Why Every South African Needs a Valid Will

25 March 202614 min read

Understanding estate planning, intestate succession, and the protection of your loved ones

Death is an inevitability that most people prefer not to contemplate. Yet the failure to plan for one's death can have devastating consequences for the people left behind. In South Africa, the law provides a clear and well-established framework for the drafting and execution of wills, the administration of deceased estates, and the distribution of assets upon death. Despite this, surveys consistently indicate that a significant majority of South Africans die without a valid will, leaving their loved ones to navigate the complexities of intestate succession at an already difficult time.

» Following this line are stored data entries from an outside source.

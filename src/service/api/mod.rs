//! HTTP API for the router.
//!
//! JSON in, JSON out. Handlers are thin: they translate between HTTP and the
//! interaction/routing layers and map errors to status codes.

use axum::{
    Json, Router,
    extract::{Path, State},
    http::StatusCode,
    routing::{get, post},
};
use serde::{Deserialize, Serialize};
use tokio::net::TcpListener;
use tower_http::trace::TraceLayer;
use tracing::{error, info, instrument, warn};

use crate::{
    base::types::{ChatMessage, ClassificationRequest, ClassificationResult, StaffAssignment, SummaryRequest, Ticket, Void},
    interaction::intake::{self, IntakeOutcome, NewTicket, TicketNotFound},
    runtime::Runtime,
};

type ApiError = (StatusCode, String);
type ApiResult<T> = Result<T, ApiError>;

// Bodies.

#[derive(Debug, Serialize, Deserialize)]
pub struct HealthResponse {
    pub status: String,
    pub ai_enabled: bool,
}

/// Classification input; either free text or a conversation (or both).
#[derive(Debug, Default, Serialize, Deserialize)]
pub struct ClassifyBody {
    #[serde(default)]
    pub title: String,
    #[serde(default)]
    pub description: String,
    #[serde(default)]
    pub messages: Vec<ChatMessage>,
}

impl ClassifyBody {
    /// The request to classify; user messages stand in for a blank description.
    pub fn into_request(self) -> ClassificationRequest {
        let description = if self.description.trim().is_empty() {
            self.messages
                .iter()
                .filter(|m| m.role.eq_ignore_ascii_case("user"))
                .map(|m| m.content.trim())
                .filter(|c| !c.is_empty())
                .collect::<Vec<_>>()
                .join("\n")
        } else {
            self.description
        };

        ClassificationRequest::new(self.title, description)
    }
}

#[derive(Debug, Serialize, Deserialize)]
pub struct SummaryResponse {
    pub summary: String,
}

#[derive(Debug, Serialize, Deserialize)]
pub struct AssignResponse {
    pub ticket_id: String,
    pub assigned_to: Option<String>,
}

// Router.

/// Build the API router around a runtime.
pub fn router(runtime: Runtime) -> Router {
    Router::new()
        .route("/api/health", get(health))
        .route("/api/classify", post(classify))
        .route("/api/summarize", post(summarize))
        .route("/api/tickets", post(create_ticket))
        .route("/api/tickets/:ticket_id", get(get_ticket))
        .route("/api/tickets/:ticket_id/assign", post(assign_ticket))
        .route("/api/staff", post(add_staff))
        .with_state(runtime)
        .layer(TraceLayer::new_for_http())
}

/// Serve the API until Ctrl-C.
#[instrument(skip_all)]
pub async fn serve(runtime: Runtime) -> Void {
    let address = runtime.config.listen_address.clone();
    let listener = TcpListener::bind(&address).await?;

    info!("Listening on http://{address}");

    axum::serve(listener, router(runtime)).with_graceful_shutdown(shutdown_signal()).await?;

    info!("Server stopped.");

    Ok(())
}

async fn shutdown_signal() {
    match tokio::signal::ctrl_c().await {
        Ok(()) => info!("Shutdown requested."),
        Err(err) => warn!("Could not listen for Ctrl-C: {err}"),
    }
}

fn internal(err: anyhow::Error) -> ApiError {
    error!("Request failed: {err}");
    (StatusCode::INTERNAL_SERVER_ERROR, err.to_string())
}

fn not_found(ticket_id: &str) -> ApiError {
    (StatusCode::NOT_FOUND, format!("Ticket `{ticket_id}` not found."))
}

// Handlers.

async fn health(State(runtime): State<Runtime>) -> Json<HealthResponse> {
    Json(HealthResponse {
        status: "ok".to_string(),
        ai_enabled: runtime.llm.is_some(),
    })
}

async fn classify(State(runtime): State<Runtime>, Json(body): Json<ClassifyBody>) -> Json<ClassificationResult> {
    let request = body.into_request();

    Json(runtime.classifier.classify(&request).await)
}

async fn summarize(State(runtime): State<Runtime>, Json(request): Json<SummaryRequest>) -> Json<SummaryResponse> {
    let summary = runtime.summarizer.summarize(&request).await;

    Json(SummaryResponse { summary })
}

async fn create_ticket(State(runtime): State<Runtime>, Json(new_ticket): Json<NewTicket>) -> ApiResult<(StatusCode, Json<IntakeOutcome>)> {
    let outcome = intake::handle_new_ticket(new_ticket, &runtime.classifier, &runtime.store, &runtime.assigner)
        .await
        .map_err(internal)?;

    Ok((StatusCode::CREATED, Json(outcome)))
}

async fn get_ticket(State(runtime): State<Runtime>, Path(ticket_id): Path<String>) -> ApiResult<Json<Ticket>> {
    match runtime.store.get_ticket(&ticket_id).await.map_err(internal)? {
        Some(ticket) => Ok(Json(ticket)),
        None => Err(not_found(&ticket_id)),
    }
}

async fn assign_ticket(State(runtime): State<Runtime>, Path(ticket_id): Path<String>) -> ApiResult<Json<AssignResponse>> {
    match intake::reassign_ticket(&ticket_id, &runtime.store, &runtime.assigner).await {
        Ok(assigned_to) => Ok(Json(AssignResponse { ticket_id, assigned_to })),
        Err(err) if err.is::<TicketNotFound>() => Err(not_found(&ticket_id)),
        Err(err) => Err(internal(err)),
    }
}

async fn add_staff(State(runtime): State<Runtime>, Json(mut assignment): Json<StaffAssignment>) -> ApiResult<(StatusCode, Json<StaffAssignment>)> {
    if assignment.staff_id.trim().is_empty() {
        return Err((StatusCode::UNPROCESSABLE_ENTITY, "Staff ID must not be empty.".to_string()));
    }

    let Some(rule) = runtime.catalog.department(&assignment.department) else {
        return Err((StatusCode::UNPROCESSABLE_ENTITY, format!("Unknown department `{}`.", assignment.department)));
    };

    assignment.department = rule.name.clone();

    runtime.store.add_staff_assignment(&assignment).await.map_err(internal)?;

    Ok((StatusCode::CREATED, Json(assignment)))
}

// Tests.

The Importance of Having a Will

A will is a legal document in which a person (the testator) sets out their wishes regarding the distribution of their assets upon their death. A valid will provides certainty, reduces the potential for disputes among family members, and ensures that the testator's wishes are carried out. Without a valid will, the testator's estate is distributed in accordance with the rules of intestate succession, which may not reflect the testator's wishes and can result in outcomes that are unfair or inadequate.

The key benefits of having a valid will include:

  • Control over asset distribution: A will allows the testator to determine who receives their assets and in what proportions. Without a will, the law determines the distribution of assets according to a fixed formula.
  • Appointment of an executor: The testator can appoint a trusted person or institution to administer their estate. Without a will, the Master of the High Court appoints an executor, who may be a stranger to the family.
  • Protection of minor children: A will enables the testator to nominate a guardian for their minor children and to establish testamentary trusts to manage the children's inheritances until they reach a specified age.
  • Tax efficiency: Proper estate planning, including the strategic use of testamentary trusts and other mechanisms, can reduce the estate's liability for estate duty and other taxes.
  • Prevention of disputes: A clearly drafted will reduces the potential for disputes among family members and other potential beneficiaries, which can be costly, protracted, and emotionally damaging.

Who May Make a Will?

Section 4 of the Wills Act 7 of 1953 provides that any person aged 16 years or older may make a will, provided that they are mentally capable of appreciating the nature and effect of their actions at the time the will is executed. The testator must understand what a will is, must know the nature and extent of their assets, and must be aware of the persons who may have a claim on their estate.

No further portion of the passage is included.